I found this while perusing Pinterest and knew I had to have one...but because I'm frugal (aka Cheap) I could not justify the $300 price tag...so why not make one?!?! Mine is obviously not as heavy duty as this one and but if you want an inexpensive alternative, this is a great way to get it!
View attachment 306082


This is how mine turned out! 
View attachment 306090

View attachment 306098



Materials needed:

-Plastic skulls (I bought 20 small skulls from Michael's for $2.99 ea. and used a 20% off entire purchase coupon)
-Two embroidery hoops (I used a 10" for the top and a 14" for the bottom)
-Two sets of 10 light c7 flickering flame light set I got mine from Homedepot.com, looks like they are now available in some stores.
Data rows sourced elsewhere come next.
impl<W: WorkTree> Repository<W> {
    /// Initialize a repository whose working files live in `worktree`.
    pub fn init_in(config: RepoConfig, worktree: W) -> StorageResult<Self> {
        let paths = config.paths();
        if paths.is_initialized() {
            return Err(StorageError::AlreadyInitialized(paths.repo_dir().to_path_buf()));
        }

        fs::create_dir_all(paths.objects_dir())?;
        fs::create_dir_all(paths.commits_dir())?;
        let lock = RepoLock::acquire(&paths.lock_file())?;

        let commits = CommitGraph::new(paths.commits_dir());
        let root = commits.append(&Commit::root())?;

        let repo = Self {
            blobs: BlobStore::new(paths.objects_dir()),
            commits,
            refs: RefTable::new(config.default_branch.clone(), root),
            staging: StagingArea::new(),
            worktree,
            lock: Some(lock),
            config,
            paths,
        };
        repo.persist()?;

        tracing::info!(
            path = %repo.paths.repo_dir().display(),
            branch = %repo.refs.active(),
            root = %root,
            "initialized repository"
        );
        Ok(repo)
    }

    /// Open an existing repository over `worktree`, optionally locking it first.
    pub fn open_in(config: RepoConfig, worktree: W, writable: bool) -> StorageResult<Self> {
        let paths = config.paths();
        if !paths.is_initialized() {
            return Err(StorageError::NotInitialized(paths.work_dir().to_path_buf()));
        }

        // lock before reading so the loaded state cannot go stale
        let lock = if writable {
            Some(RepoLock::acquire(&paths.lock_file())?)
        } else {
            None
        };

        let refs = RefTable::load(&paths)?;
        let staging = StagingArea::load(&paths)?;
        tracing::debug!(branch = %refs.active(), head = %refs.head(), "opened repository");

        Ok(Self {
            blobs: BlobStore::new(paths.objects_dir()),
            commits: CommitGraph::new(paths.commits_dir()),
            refs,
            staging,
            worktree,
            lock,
            config,
            paths,
        })
    }

    pub fn config(&self) -> &RepoConfig {
        &self.config
    }

    pub fn paths(&self) -> &RepoPaths {
        &self.paths
    }

    pub fn blobs(&self) -> &BlobStore {
        &self.blobs
    }

    pub fn commits(&self) -> &CommitGraph {
        &self.commits
    }

    pub fn refs(&self) -> &RefTable {
        &self.refs
    }

    pub fn staging(&self) -> &StagingArea {
        &self.staging
    }

    pub fn worktree(&self) -> &W {
        &self.worktree
    }

    pub fn is_locked(&self) -> bool {
        self.lock.as_ref().is_some_and(RepoLock::is_held)
    }

    /// Get the current HEAD commit (tip of the active branch).
    pub fn head(&self) -> CommitId {
        self.refs.head()
    }

    pub fn active_branch(&self) -> &BranchName {
        self.refs.active()
    }

    pub fn head_commit(&self) -> StorageResult<Commit> {
        self.stored_commit(self.refs.head())
    }

    // ==================== Staging Operations ====================

    /// Stage the working copy of `path` for the next commit.
    pub fn add(&mut self, path: &str) -> StorageResult<BlobId> {
        self.ensure_writable()?;
        let path = self.tracked_path(path)?;
        let contents = self
            .worktree
            .read(&path)?
            .ok_or_else(|| StorageError::FileNotFound(path.clone()))?;

        let id = self.blobs.put(&contents)?;
        let head = self.head_commit()?;
        self.staging.stage_add(path.clone(), id, &head.snapshot);
        self.persist()?;

        tracing::info!(file = %path, blob = %id, "staged file");
        Ok(id)
    }

    /// Unstage `path`, or stage its removal and delete the working copy.
    pub fn remove(&mut self, path: &str) -> StorageResult<RemoveOutcome> {
        self.ensure_writable()?;
        let path = self.tracked_path(path)?;
        let head = self.head_commit()?;

        let outcome = self.staging.stage_remove(&path, &head.snapshot)?;
        if outcome == RemoveOutcome::Removed {
            self.worktree.delete(&path)?;
        }
        self.persist()?;

        tracing::info!(file = %path, ?outcome, "removed file");
        Ok(outcome)
    }

    // ==================== Commit Operations ====================

    /// Record the staged changes as a new commit on the active branch.
    pub fn commit(&mut self, message: &str) -> StorageResult<CommitId> {
        self.ensure_writable()?;
        if self.staging.is_empty() {
            return Err(StorageError::NothingToCommit);
        }
        self.commit_with(message, None)
    }

    /// fold the staging area onto HEAD and advance the active branch
    ///
    /// `second_parent` makes this a merge commit; an empty stage is allowed then
    pub(super) fn commit_with(
        &mut self,
        message: &str,
        second_parent: Option<CommitId>,
    ) -> StorageResult<CommitId> {
        let parent = self.refs.head();
        let snapshot = self.staging.apply(&self.head_commit()?.snapshot);

        let mut builder = CommitBuilder::new()
            .parent(parent)
            .message(message)
            .snapshot(snapshot);
        if let Some(other) = second_parent {
            builder = builder.parent(other);
        }
        let commit = builder.build()?;

        let id = self.commits.append(&commit)?;
        self.refs.advance(id);
        self.staging.clear();
        self.persist()?;

        tracing::info!(
            commit = %id,
            branch = %self.refs.active(),
            files = commit.snapshot.len(),
            "created commit"
        );
        Ok(id)
    }

    // ==================== Checkout Operations ====================

    /// Switch to another branch, replacing the working files with its snapshot.
    pub fn checkout_branch(&mut self, name: &str) -> StorageResult<()> {
        self.ensure_writable()?;
        let target = self
            .refs
            .resolve(name)
            .ok_or_else(|| StorageError::NoSuchBranch(name.to_string()))?;
        if self.refs.active().as_str() == name {
            return Err(StorageError::AlreadyOnBranch(self.refs.active().clone()));
        }

        let snapshot = self.stored_commit(target)?.snapshot;
        self.materialize(&snapshot)?;
        self.refs.switch_to(name)?;
        self.staging.clear();
        self.persist()?;

        tracing::info!(branch = name, commit = %target, "checked out branch");
        Ok(())
    }

    /// Restore `path` from the HEAD commit.
    pub fn checkout_file(&mut self, path: &str) -> StorageResult<()> {
        let head = self.refs.head();
        self.restore_file(head, path)
    }

    /// Restore `path` from the commit named by a full id or unique prefix.
    pub fn checkout_file_from(&mut self, commit: &str, path: &str) -> StorageResult<()> {
        let id = self.commits.resolve(commit)?;
        self.restore_file(id, path)
    }

    fn restore_file(&mut self, commit: CommitId, path: &str) -> StorageResult<()> {
        self.ensure_writable()?;
        let path = self.tracked_path(path)?;
        let snapshot = self.stored_commit(commit)?.snapshot;
        let blob = snapshot
            .get(path.as_str())
            .ok_or_else(|| StorageError::FileNotInCommit(path.clone()))?;

        self.worktree.write(&path, &self.stored_blob(blob)?)?;
        tracing::info!(file = %path, commit = %commit, "restored file");
        Ok(())
    }

    /// Move the active branch to `commit` and check out its snapshot.
    pub fn reset(&mut self, commit: &str) -> StorageResult<CommitId> {
        self.ensure_writable()?;
        let id = self.commits.resolve(commit)?;
        let snapshot = self.stored_commit(id)?.snapshot;

        self.materialize(&snapshot)?;
        self.refs.advance(id);
        self.staging.clear();
        self.persist()?;

        tracing::info!(branch = %self.refs.active(), commit = %id, "reset branch");
        Ok(id)
    }

    // ==================== Branch Operations ====================

    /// Create a branch at HEAD without switching to it.
    pub fn create_branch(&mut self, name: &str) -> StorageResult<()> {
        self.ensure_writable()?;
        let branch = BranchName::new(name)?;
        let head = self.refs.head();
        self.refs.create(branch, head)?;
        self.persist()?;

        tracing::info!(branch = name, commit = %head, "created branch");
        Ok(())
    }

    /// Delete a branch pointer. Its commits are kept.
    pub fn remove_branch(&mut self, name: &str) -> StorageResult<()> {
        self.ensure_writable()?;
        self.refs.delete(name)?;
        self.persist()?;

        tracing::info!(branch = name, "removed branch");
        Ok(())
    }

    // ==================== History Operations ====================

    /// The first-parent history of HEAD, newest first.
    pub fn log(&self) -> StorageResult<Vec<CommitInfo>> {
        self.commits
            .ancestors(self.refs.head())
            .first_parent_only()
            .collect::<StorageResult<_>>()
            .map_err(|e| self.missing_object(e))
    }

    /// Every commit ever made, ordered by id.
    pub fn global_log(&self) -> StorageResult<Vec<CommitInfo>> {
        self.commits.all()
    }

    /// Ids of every commit with exactly this message, ordered by id.
    pub fn find(&self, message: &str) -> StorageResult<Vec<CommitId>> {
        let found = self.commits.find_by_message(message)?;
        if found.is_empty() {
            return Err(StorageError::NoCommitWithMessage(message.to_string()));
        }
        Ok(found)
    }

    /// Branches, staged changes and working-tree differences.
    pub fn status(&self) -> StorageResult<Status> {
        let head = self.head_commit()?.snapshot;
        let staged = self.staging.staged();
        let removed = self.staging.removed();

        let mut modified = Vec::new();
        for (path, committed) in head.iter() {
            if staged.contains_key(path) || removed.contains_key(path) {
                continue;
            }
            if let Some(status) = self.working_change(path, *committed)? {
                modified.push(Change {
                    path: path.clone(),
                    status,
                });
            }
        }
        for (path, staged_id) in staged {
            if let Some(status) = self.working_change(path, *staged_id)? {
                modified.push(Change {
                    path: path.clone(),
                    status,
                });
            }
        }
        modified.sort_by(|a, b| a.path.cmp(&b.path));

        let untracked = self
            .worktree
            .list()?
            .into_iter()
            .filter(|path| {
                !staged.contains_key(path) && (!head.contains(path.as_str()) || removed.contains_key(path))
            })
            .collect();

        Ok(Status {
            branches: self.refs.iter().map(|(name, _)| name.clone()).collect(),
            active: self.refs.active().clone(),
            staged: staged.keys().cloned().collect(),
            removed: removed.keys().cloned().collect(),
            modified,
            untracked,
        })
    }

    // ==================== Internals ====================

    /// how the working copy of `path` differs from `expected`, if at all
    fn working_change(&self, path: &FileName, expected: BlobId) -> StorageResult<Option<ChangeStatus>> {
        Ok(match self.worktree.read(path)? {
            None => Some(ChangeStatus::Deleted),
            Some(bytes) if BlobId::new(ObjectId::digest(&bytes)) != expected => {
                Some(ChangeStatus::Modified)
            }
            Some(_) => None,
        })
    }

    /// validate a user-supplied path as a tracked file name
    fn tracked_path(&self, path: &str) -> StorageResult<FileName> {
        if path == self.config.repo_dir_name {
            return Err(InvalidNameError::Reserved(path.to_string()).into());
        }
        Ok(FileName::new(path)?)
    }

    pub(super) fn ensure_writable(&mut self) -> StorageResult<()> {
        if self.lock.is_none() {
            self.lock = Some(RepoLock::acquire(&self.paths.lock_file())?);
        }
        Ok(())
    }

    /// refuse when a working file HEAD does not track is among `paths`
    pub(super) fn guard_untracked<'a>(
        &self,
        current: &Snapshot,
        paths: impl IntoIterator<Item = &'a FileName>,
    ) -> StorageResult<()> {
        let mut in_the_way = Vec::new();
        for path in paths {
            if !current.contains(path.as_str()) && self.worktree.exists(path)? {
                in_the_way.push(path.clone());
            }
        }
        if in_the_way.is_empty() {
            Ok(())
        } else {
            tracing::debug!(files = ?in_the_way, "untracked files block the operation");
            Err(StorageError::UntrackedFileConflict { paths: in_the_way })
        }
    }

    /// replace the working files tracked at HEAD with `target`
    pub(super) fn materialize(&self, target: &Snapshot) -> StorageResult<()> {
        let current = self.head_commit()?.snapshot;
        self.guard_untracked(&current, target.paths())?;

        for path in current.paths() {
            if !target.contains(path.as_str()) {
                self.worktree.delete(path)?;
            }
        }
        for (path, blob) in target {
            self.worktree.write(path, &self.stored_blob(*blob)?)?;
        }
        tracing::debug!(files = target.len(), "materialized snapshot");
        Ok(())
    }

    /// a commit reached from the branch table or another commit
    pub(super) fn stored_commit(&self, id: CommitId) -> StorageResult<Commit> {
        self.commits.get(id).map_err(|e| self.missing_object(e))
    }

    /// the contents of a blob a snapshot refers to
    pub(super) fn stored_blob(&self, id: BlobId) -> StorageResult<Vec<u8>> {
        self.blobs.get(id).map_err(|e| self.missing_object(e))
    }

    /// an object the repository's own state points at must exist
    pub(super) fn missing_object(&self, err: StorageError) -> StorageError {
        match err {
            StorageError::CommitNotFound(id) => {
                StorageError::corrupted(self.paths.commits_dir().join(id), "referenced commit is missing")
            }
            StorageError::ObjectNotFound(id) => {
                StorageError::corrupted(self.paths.objects_dir().join(id), "referenced blob is missing")
            }
            other => other,
        }
    }

    /// write the branch table, HEAD and the staging index, in that order
    pub(super) fn persist(&self) -> StorageResult<()> {
        self.refs.save(&self.paths)?;
        self.staging.save(&self.paths)?;
        Ok(())
    }
}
Here's a link just in case, they are kind of hard to find on the website for this price...of course they want you to buy the $24.99 set of 7 lights.... And apparently because I am new I can't post a link.... I'll add it later on!
-One piece of 3/4" PVC pipe (you could use 1" if you have it on hand, but it may make your lights wiggle around a bit, I found the 3/4" pipe was a snug fit but not too snug for the lights and I didn't have to secure them any other way.
-Toggle bolts, I used 2" (which I'm pretty sure refers to the length of the screw not the length of the toggle)
-Tube straps 1/2" (this size worked the best with the width of the hoops) Don't worry about the color, you can hit them with spray paint, and no one will ever know! I used copper.
-12' of Chain (I found some heavy duty plastic chain at my local garden center on clearance and scored over 300ft for $7!!) the links are just over an inch in length. 
-Hot glue sticks (lots, you'll use these for the candle drippings) 
-White spray paint 
-Black spray paint
-1/2" long screws (16 of them) to attach the tube straps (I would have used smaller if I could have found them since the hoops are only like 1/4" thick, but they worked fine and were hidden behind the skulls so you can't even see them.) 
-Dark brown acrylic paint
-Black acrylic paint
-Metallic gold acrylic paint
-Paper towels
-Paintbrush
-Drill bit (a little bigger than the toggle bolt screws)
-Drill
-Tiny scissors (I use cuticle scissors, they are small and sharp and cut through the plastic skulls super easily and you have great control!)
-Pencil
-You'll also need a way to cut your PVC pipe, I have pvc pipe cutters, you can get them for less than $15 at Home Depot or Lowes and they are worth EVERY PENNY, especially if you do a lot of projects with PVC!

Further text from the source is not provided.